Homewood District 153 will be saying good-bye to two long-time principals. Cece Coffey of Churchill School and Mary Ann Savage of Willow School will leave in mid-June. Generations of students will feel the impact of their initiative to improve reading in the district. The work at improving support programs for students is in place due to their efforts. The list could go on.
Homewood District 153 will be saying good-bye to two long-time principals. Cece Coffey of Churchill School and Mary Ann Savage of Willow School will leave in mid-June.
Generations of students will feel the impact of their initiative to improve reading in the district. The work at improving support programs for students is in place due to their efforts. The list could go on.
But it’s their openness to students that has given school a personal touch.
Coffey has a knack for remembering names. When students arrive for a new school year, she addresses each one.

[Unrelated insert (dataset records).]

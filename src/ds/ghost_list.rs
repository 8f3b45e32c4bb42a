//! Bounded recency list of evicted keys.
//!
//! ARC keeps one of these for each resident list so it can tell a returning
//! key from a brand new one without holding the value. Implemented as an
//! [`IntrusiveList`] of keys plus a key index.
//!
//! ```text
//!   index: FxHashMap<K, SlotId>        list: IntrusiveList<K>
//!                                      head ─► [C] ◄──► [B] ◄──► [A] ◄── tail
//!                                              MRU                 LRU
//! ```
//!
//! - `record(k)`: moves `k` to MRU, dropping the LRU key when full
//! - `pop_lru()`: drops the LRU key explicitly
//! - `remove(k)`: forgets `k`
use std::hash::Hash;

use rustc_hash::FxHashMap;

use crate::ds::intrusive_list::IntrusiveList;
use crate::ds::slot_arena::SlotId;

/// Key-only LRU list holding at most `capacity` keys.
#[derive(Debug)]
pub struct GhostList<K> {
    list: IntrusiveList<K>,
    index: FxHashMap<K, SlotId>,
    capacity: usize,
}

impl<K> GhostList<K>
where
    K: Eq + Hash + Clone,
{
    pub fn new(capacity: usize) -> Self {
        Self {
            list: IntrusiveList::with_capacity(capacity),
            index: FxHashMap::with_capacity_and_hasher(capacity, Default::default()),
            capacity,
        }
    }

    pub fn len(&self) -> usize {
        self.list.len()
    }

    pub fn is_empty(&self) -> bool {
        self.list.is_empty()
    }

    pub fn contains(&self, key: &K) -> bool {
        self.index.contains_key(key)
    }

    /// Iterates keys from most to least recently recorded.
    pub fn iter(&self) -> impl Iterator<Item = &K> {
        self.list.iter()
    }

    /// Records `key` as the most recently evicted key.
    pub fn record(&mut self, key: K) {
        if self.capacity == 0 {
            return;
        }

        if let Some(&id) = self.index.get(&key) {
            self.list.move_to_front(id);
            return;
        }

        if self.list.len() >= self.capacity {
            self.pop_lru();
        }

        let id = self.list.push_front(key.clone());
        self.index.insert(key, id);
    }

    /// Drops and returns the least recently recorded key.
    pub fn pop_lru(&mut self) -> Option<K> {
        let key = self.list.pop_back()?;
        self.index.remove(&key);
        Some(key)
    }

    /// Forgets `key`; returns `true` if it was tracked.
    pub fn remove(&mut self, key: &K) -> bool {
        match self.index.remove(key) {
            Some(id) => {
                self.list.remove(id);
                true
            },
            None => false,
        }
    }

    pub fn clear(&mut self) {
        self.list.clear();
        self.index.clear();
    }

    #[cfg(any(test, debug_assertions))]
    pub fn debug_validate_invariants(&self) {
        self.list.debug_validate_invariants();
        assert_eq!(self.list.len(), self.index.len());
        assert!(self.list.len() <= self.capacity);
        for (key, &id) in &self.index {
            assert!(self.list.get(id) == Some(key), "ghost index points at wrong key");
        }
    }
}

#[cfg(test)]
mod tests {
    use super::*;

    #[test]
    fn ghost_list_records_and_trims() {
        let mut ghost = GhostList::new(2);
        ghost.record("a");
        ghost.record("b");
        assert!(ghost.contains(&"a"));
        assert!(ghost.contains(&"b"));

        ghost.record("a");
        ghost.record("c");

        assert!(ghost.contains(&"a"));
        assert!(ghost.contains(&"c"));
        assert!(!ghost.contains(&"b"));
        ghost.debug_validate_invariants();
    }

    #[test]
    fn ghost_list_zero_capacity_is_noop() {
        let mut ghost = GhostList::new(0);
        ghost.record("a");
        assert!(ghost.is_empty());
        assert!(!ghost.contains(&"a"));
        assert_eq!(ghost.pop_lru(), None);
    }

    #[test]
    fn ghost_list_pop_lru_order() {
        let mut ghost = GhostList::new(3);
        ghost.record(1);
        ghost.record(2);
        ghost.record(3);
        ghost.record(1);
        assert_eq!(ghost.pop_lru(), Some(2));
        assert_eq!(ghost.pop_lru(), Some(3));
        assert_eq!(ghost.pop_lru(), Some(1));
        assert_eq!(ghost.pop_lru(), None);
        ghost.debug_validate_invariants();
    }

    #[test]
    fn ghost_list_remove_existing_and_missing() {
        let mut ghost = GhostList::new(2);
        ghost.record("a");
        ghost.record("b");
        assert!(ghost.remove(&"a"));
        assert!(!ghost.contains(&"a"));
        assert_eq!(ghost.len(), 1);

        assert!(!ghost.remove(&"missing"));
        assert_eq!(ghost.len(), 1);
        ghost.debug_validate_invariants();
    }

    #[test]
    fn ghost_list_clear_resets_state() {
        let mut ghost = GhostList::new(2);
        ghost.record("a");
        ghost.record("b");
        ghost.clear();

        assert!(ghost.is_empty());
        assert!(!ghost.contains(&"a"));
    }
}
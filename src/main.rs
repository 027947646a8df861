use std::fs;
use std::path::Path;
use std::process::ExitCode;

use anyhow::{Context, Result};
use serde_json::Value;
use vars_on_top::{logging, parse_and_check, source_type_for, Diagnostic};

fn check_file(path: &str) -> Result<(String, Vec<Diagnostic>)> {
    let code = fs::read_to_string(path).with_context(|| format!("reading {}", path))?;
    let diagnostics = parse_and_check(&code, source_type_for(Path::new(path)))
        .with_context(|| format!("checking {}", path))?;
    Ok((code, diagnostics))
}

fn program_name(args: &[String]) -> &str {
    args.first().map_or("vars-on-top", String::as_str)
}

/// Splits arguments into the `--json` switch and the file list. Any other
/// `--` option is rejected.
fn parse_args(args: &[String]) -> Option<(bool, Vec<&str>)> {
    let mut json = false;
    let mut files = Vec::new();
    for arg in args.iter().skip(1) {
        if arg == "--json" {
            json = true;
        } else if arg.starts_with("--") {
            return None;
        } else {
            files.push(arg.as_str());
        }
    }
    if files.is_empty() {
        return None;
    }
    Some((json, files))
}

fn main() -> ExitCode {
    logging::init();
    let args: Vec<String> = std::env::args().collect();
    let Some((json, files)) = parse_args(&args) else {
        eprintln!("Usage: {} [--json] input.js...", program_name(&args));
        return ExitCode::from(2);
    };

    let mut failed = false;
    let mut reported = 0usize;
    let mut out: Vec<Value> = Vec::new();
    for path in files {
        match check_file(path) {
            Ok((code, diagnostics)) => {
                reported += diagnostics.len();
                for d in &diagnostics {
                    if json {
                        out.push(d.to_json(path, &code));
                    } else {
                        println!("{}", d.render(path, &code));
                    }
                }
            }
            Err(err) => {
                eprintln!("vars-on-top: {:#}", err);
                failed = true;
            }
        }
    }

    if json {
        match serde_json::to_string_pretty(&out) {
            Ok(text) => println!("{}", text),
            Err(err) => {
                eprintln!("vars-on-top: {}", err);
                failed = true;
            }
        }
    }

    if failed || reported > 0 {
        ExitCode::from(1)
    } else {
        ExitCode::SUCCESS
    }
}

#[cfg(test)]
mod tests {
    use super::*;

    fn args(list: &[&str]) -> Vec<String> {
        list.iter().map(|s| s.to_string()).collect()
    }

    #[test]
    fn empty_argv_has_a_program_name() {
        assert_eq!(program_name(&[]), "vars-on-top");
        assert_eq!(program_name(&args(&["bin/vot"])), "bin/vot");
    }

    #[test]
    fn json_switch_and_files() {
        let argv = args(&["vot", "a.js", "--json", "b.ts"]);
        let (json, files) = parse_args(&argv).unwrap();
        assert!(json);
        assert_eq!(files, ["a.js", "b.ts"]);
    }

    #[test]
    fn unknown_option_is_rejected() {
        assert!(parse_args(&args(&["vot", "--jsn", "a.js"])).is_none());
        assert!(parse_args(&args(&["vot", "--json"])).is_none());
        assert!(parse_args(&[]).is_none());
    }
}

“It’s a very powerful thing for anybody, but especially for kids, to have people know them and know their name,” she said.
Savage remembers the days when being called to the principal’s office usually meant trouble. She’s worked to change that with the kindergarten, first and second graders at Willow.
“We always encourage the teachers. If someone’s doing a good job, send them down and we’ll give them a sticker and tell them they’re doing a great job. That’s the relationship that you want with the kids. You want them to know you’re there to help them,” she said.
“What’s great about this age is that they truly love school. They adore their teachers. They’re happy. They come in smiling. They’re happy to come to school, and that just makes it fun to teach.”
Leaving will be extremely difficult for both Coffey and Savage, but they say now is the right time to step aside.
Coffey, who has been at the helm of Churchill for 16 years, said developing the 80-member staff “has been one of the biggest challenges and one of the most rewarding things” of her job.
“I’m most proud of the group of people we’ve assembled here. They’re the ones that make everything run. They’re the front line and they’re the people who present the education and the care that our kids receive every day.”
Coffey taught kindergarten, first and third grades in the district. She was the Learning Center director at Willow School before leaving for an assistant principal position in Mokena. She came back to District 153 when she was offered the Churchill principal’s job.
“This school has changed dramatically from when I first arrived,” she said. “The number and level of complexity of support programs have increased. That structure bears no resemblance to the building I took over in 2001” when there was one reading specialist who provided some extra support.
Today the district is doing one-on-one screening assessment for each student several times during the year, listening to them read for fluency and comprehension. The program is called Response to Intervention (RTI), giving resources to students early on.
“We’re doing that in kindergarten now. I think that’s incredible,” said Savage. “And curriculum is my passion, and it was great to be able to guide that process because the people that work here they take ownership and they always want to be sure that what they’re doing is the best. All you really have to do is guide the ship.”
Savage has been principal at Willow for 10 years. She started as a kindergarten teacher and technology teacher and coordinator at Infant Jesus of Prague School in Flossmoor. She moved to administrative positions in New Lenox, La Grange and Mount Prospect before coming to Homewood.
District 153 teachers spend time with their classroom students, but Savage said “now almost all the education is done in small groups so they know the kids so well. Differentiation used to be a challenge, but now it’s just the way they teach all the needs of all the kids.”
Being a teacher is a difficult job. It is much more than the school day.
“It’s hard and it’s draining, and in terms of tangible rewards there are few. The intangible rewards are unending,” Coffey said.
“It’s not just the physical workload you do, it’s the emotional toll (of the) 25 kids wrapping themselves around your heart,” she explained. “You leave here every day with all those kids in your head. You go to sleep with all those kids in your head, and you wake up every morning expecting, anticipating what’s going to happen.
“Their successes are the things that make you sing, and their heartbreaks and challenges are what keep you awake at night. It’s a very hard job, but for those people that have it in their hearts to do it and do it well, that’s the gift to our kids.”
Coffey and Savage know that what they’ve done over the years has been possible because of parents, the administration, teachers and school board.
“I do believe Homewood values its schools. That’s been evident many times in the past several years,” Savage said, “but I think it’s very important to be thankful for that.
“I think that education is the key to everything, and I think that in a community where you have strong schools, parents as active partners is the key to success.